About the year 1752, a family of Lincolns removed from Berks county, Pennsylvania, to Rockingham. county, Virginia. In his "Life of Abraham Lincoln," Dr. J. G. Holland speculates, with much plausibility, of the probability that some of the Lincolns among the Massachusetts Friends, usually called Quakers, emigrated, with other New England Puritans, to Pennsylvania, and that in time they, or their descendents, removed to Virginia. From a paper written in December, 1859, by Abraham Lincoln, at the request of Hon. Jesse W. Fell, of Bloomington, Ill., I find that he gives expression to similar views with reference to the Quaker origin of the family, but without anything more definite than the conjectures of Dr. Holland. A fac simile of the paper referred to above may be found covering three pages in Lamon's Life of Lincoln. I have good reason to believe that it was unknown to Dr. Holland at the time he wrote.

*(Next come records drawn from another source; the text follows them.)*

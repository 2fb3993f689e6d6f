//! `eth_getLogs` wire types and range chunking.

use alloy_primitives::{Address, B256};
use serde::{Deserialize, Serialize};
use serde_json::{json, Value};

/// A raw EVM log as returned by `eth_getLogs`.
#[derive(Debug, Clone, Serialize, Deserialize)]
pub struct RawLog {
    pub address: String,
    pub topics: Vec<String>,
    pub data: String,
    #[serde(rename = "blockNumber")]
    pub block_number: Option<String>,
    #[serde(rename = "transactionHash")]
    pub tx_hash: Option<String>,
    #[serde(rename = "logIndex")]
    pub log_index: Option<String>,
    #[serde(default)]
    pub removed: Option<bool>,
}

impl RawLog {
    /// Block number, or 0 for a pending log.
    pub fn block_number_u64(&self) -> u64 {
        self.block_number.as_deref().and_then(hex_u64).unwrap_or(0)
    }

    pub fn log_index_u64(&self) -> u64 {
        self.log_index.as_deref().and_then(hex_u64).unwrap_or(0)
    }

    /// Returns `true` if this log was dropped by a reorg.
    pub fn is_removed(&self) -> bool {
        self.removed.unwrap_or(false)
    }
}

fn hex_u64(s: &str) -> Option<u64> {
    u64::from_str_radix(s.strip_prefix("0x").unwrap_or(s), 16).ok()
}

/// Address + first-topic filter over an inclusive block range.
#[derive(Debug, Clone)]
pub struct LogFilter {
    pub from_block: u64,
    pub to_block: u64,
    pub addresses: Vec<Address>,
    /// Matches if `topics[0]` is any of these.
    pub event_selectors: Vec<B256>,
}

impl LogFilter {
    pub fn to_json(&self) -> Value {
        json!({
            "fromBlock": format!("{:#x}", self.from_block),
            "toBlock": format!("{:#x}", self.to_block),
            "address": self.addresses,
            "topics": [self.event_selectors],
        })
    }
}

/// Split `[from, to]` into inclusive ranges of at most `max_range` blocks.
pub fn chunk_range(from: u64, to: u64, max_range: u64) -> Vec<(u64, u64)> {
    let max_range = max_range.max(1);
    let mut chunks = Vec::new();
    let mut start = from;
    while start <= to {
        let end = start.saturating_add(max_range - 1).min(to);
        chunks.push((start, end));
        if end == u64::MAX {
            break;
        }
        start = end + 1;
    }
    chunks
}

#[cfg(test)]
mod tests {
    use super::*;

    #[test]
    fn raw_log_fields() {
        let log: RawLog = serde_json::from_value(json!({
            "address": "0x0000000000000000000000000000000000000001",
            "topics": [],
            "data": "0x",
            "blockNumber": "0x12a05f200",
            "transactionHash": "0xabc",
            "logIndex": "0x5",
            "removed": false
        }))
        .unwrap();
        assert_eq!(log.block_number_u64(), 5_000_000_000);
        assert_eq!(log.log_index_u64(), 5);
        assert!(!log.is_removed());
    }

    #[test]
    fn chunking() {
        assert_eq!(chunk_range(1, 10, 4), vec![(1, 4), (5, 8), (9, 10)]);
        assert_eq!(chunk_range(7, 7, 2000), vec![(7, 7)]);
        assert!(chunk_range(8, 7, 10).is_empty());
    }

    #[test]
    fn filter_json_uses_hex_blocks() {
        let filter = LogFilter {
            from_block: 16,
            to_block: 255,
            addresses: vec![Address::ZERO],
            event_selectors: vec![B256::ZERO],
        };
        let v = filter.to_json();
        assert_eq!(v["fromBlock"], "0x10");
        assert_eq!(v["toBlock"], "0xff");
        assert_eq!(v["topics"][0].as_array().unwrap().len(), 1);
    }
}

Daniel Boone, at the head of a small party of adventurers, left his home on the river Yadkin, in South Carolina, in the year 1769, to explore that part of Virginia, then known as the "Country of Kentucky." After suffering great hardships for about two years, the party returned with glowing accounts of the result of their expedition. In 1775, Boone, with others who were charmed with the reports brought back by the first party, organized another, and with their families went into Kentucky for the purpose of becoming permanent residents.